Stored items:
◇ ◇ ◇
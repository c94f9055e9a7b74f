//! Object modules: one compiled unit plus the symbols it leaves unresolved.
//!
//! The compiler front end hands modules to the linker through this shape only.
//! Placeholder ids are positions in the external tables; the persisted form
//! encodes them as `-(placeholder + 1)`.

use std::collections::BTreeSet;

use indexmap::IndexSet;

#[cfg(feature = "serde")]
use serde::{Deserialize, Serialize};

use super::{GlobalVar, Image, InitGlobal, InitValue, Instruction, Operand, PushRejected, Script, SymRef};

/// External variable reference: `name`, element `index` (0 for scalars).
#[derive(Debug, Clone, PartialEq, Eq, Hash)]
#[cfg_attr(feature = "serde", derive(Serialize, Deserialize))]
pub struct ExternVar {
    /// Variable name.
    pub name: String,
    /// Array element (0 for the variable itself).
    pub index: u32,
}

/// External script reference: `name` with its expected parameter count.
#[derive(Debug, Clone, PartialEq, Eq, Hash)]
#[cfg_attr(feature = "serde", derive(Serialize, Deserialize))]
pub struct ExternScript {
    /// Script name.
    pub name: String,
    /// Expected parameter count.
    pub params: u32,
}

/// One unlinked compilation unit.
#[derive(Debug, Clone, PartialEq)]
#[cfg_attr(feature = "serde", derive(Serialize, Deserialize))]
pub struct ObjectModule {
    /// Module identity (usually the source path), used in link errors.
    pub name: String,
    /// Module-local image; ids are local and may be `External`.
    pub image: Image,
    /// Variables defined elsewhere; placeholder id = position.
    pub extern_vars: IndexSet<ExternVar>,
    /// Scripts defined elsewhere; placeholder id = position.
    pub extern_scripts: IndexSet<ExternScript>,
    /// Addresses of integer PUSHes whose operand is a data-section offset.
    pub string_instructions: BTreeSet<u32>,
}

impl ObjectModule {
    /// Empty module.
    pub fn new(name: impl Into<String>) -> Self {
        Self {
            name: name.into(),
            image: Image::new(),
            extern_vars: IndexSet::new(),
            extern_scripts: IndexSet::new(),
            string_instructions: BTreeSet::new(),
        }
    }
}

/// Incremental construction of an [`ObjectModule`].
///
/// Globals must be declared before the scripts that see them: a script's
/// boundary is the global slot count at [`ModuleBuilder::begin_script`].
#[derive(Debug, Clone)]
pub struct ModuleBuilder {
    module: ObjectModule,
    source_file: String,
}

impl ModuleBuilder {
    /// New module; `name` is also the source file recorded on scripts.
    pub fn new(name: impl Into<String>) -> Self {
        let name = name.into();
        Self { source_file: name.clone(), module: ObjectModule::new(name) }
    }

    /// Declare a scalar global.
    ///
    /// # Panics
    /// If the name is already declared in this module.
    pub fn global(&mut self, name: &str) -> SymRef { self.declare(GlobalVar::scalar(name)) }

    /// Declare an array global.
    ///
    /// # Panics
    /// If the name is already declared in this module, or the array overflows the slot space.
    pub fn array(&mut self, name: &str, size: u32) -> SymRef { self.declare(GlobalVar::array(name, size)) }

    fn declare(&mut self, var: GlobalVar) -> SymRef {
        let name = var.name.clone();
        match self.module.image.globals.push(var) {
            Ok(id) => SymRef::Internal(id),
            Err(PushRejected::DuplicateName) => panic!("global `{name}` declared twice"),
            Err(PushRejected::SlotOverflow) => panic!("global `{name}` does not fit in the slot space"),
        }
    }

    /// Record an initializer for a global.
    pub fn init(&mut self, name: &str, value: InitValue) {
        self.module.image.inits.push(InitGlobal { name: name.to_owned(), value });
    }

    /// Append a raw string to the data section.
    pub fn string(&mut self, text: &str) -> u32 { self.module.image.data.push_str(text) }

    /// Reference to a variable of another module.
    pub fn extern_var(&mut self, name: &str, index: u32) -> SymRef {
        let (p, _) = self.module.extern_vars.insert_full(ExternVar { name: name.to_owned(), index });
        SymRef::External(crate::len_u32(p))
    }

    /// Reference to a script of another module.
    pub fn extern_script(&mut self, name: &str, params: u32) -> SymRef {
        let (p, _) = self.module.extern_scripts.insert_full(ExternScript { name: name.to_owned(), params });
        SymRef::External(crate::len_u32(p))
    }

    /// Open a new script at the current address; `locals` starts with the parameters.
    pub fn begin_script(&mut self, name: &str, param_count: u32, locals: &[&str]) -> SymRef {
        let image = &mut self.module.image;
        let id = crate::len_u32(image.scripts.len()) + 1;
        image.scripts.push(Script {
            id,
            name: name.to_owned(),
            param_count,
            global_count: image.globals.slot_count(),
            local_vars: locals.iter().map(|s| (*s).to_owned()).collect(),
            address: image.next_address(),
            source_file: self.source_file.clone(),
        });
        SymRef::Internal(id)
    }

    /// Local variable of the script being built.
    pub fn local(&self, name: &str) -> Option<SymRef> {
        let s = self.module.image.scripts.last()?;
        let i = s.local_vars.iter().position(|l| l == name)?;
        Some(SymRef::Internal(s.global_count + 1 + crate::len_u32(i)))
    }

    /// Append an instruction and return its address.
    pub fn emit(&mut self, ins: Instruction) -> u32 {
        let at = self.module.image.next_address();
        self.module.image.code.push(ins);
        at
    }

    /// Append a string constant and the integer PUSH referencing it.
    pub fn push_string(&mut self, text: &str) -> u32 {
        let offset = self.string(text);
        let at = self.emit(Instruction::push_int(i32::try_from(offset).unwrap_or(i32::MAX)));
        self.module.string_instructions.insert(at);
        at
    }

    /// Next instruction address.
    pub fn here(&self) -> u32 { self.module.image.next_address() }

    /// Retarget the jump emitted at `at`.
    pub fn patch_jump(&mut self, at: u32, target: u32) {
        if let Some(ins) = self.module.image.code.get_mut(at as usize) {
            if let Operand::Addr(a) = &mut ins.operand {
                *a = target;
            }
        }
    }

    /// Register a script to run at load time.
    pub fn autostart(&mut self, script: SymRef) { self.module.image.autostart.push(script); }

    /// Finished module.
    pub fn finish(self) -> ObjectModule { self.module }
}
◇ ◇ ◇
Work item:
If a line in the entries contains the word "integer", copy that line out.

Finished task:
    /// Addresses of integer PUSHes whose operand is a data-section offset.
    /// Append a string constant and the integer PUSH referencing it.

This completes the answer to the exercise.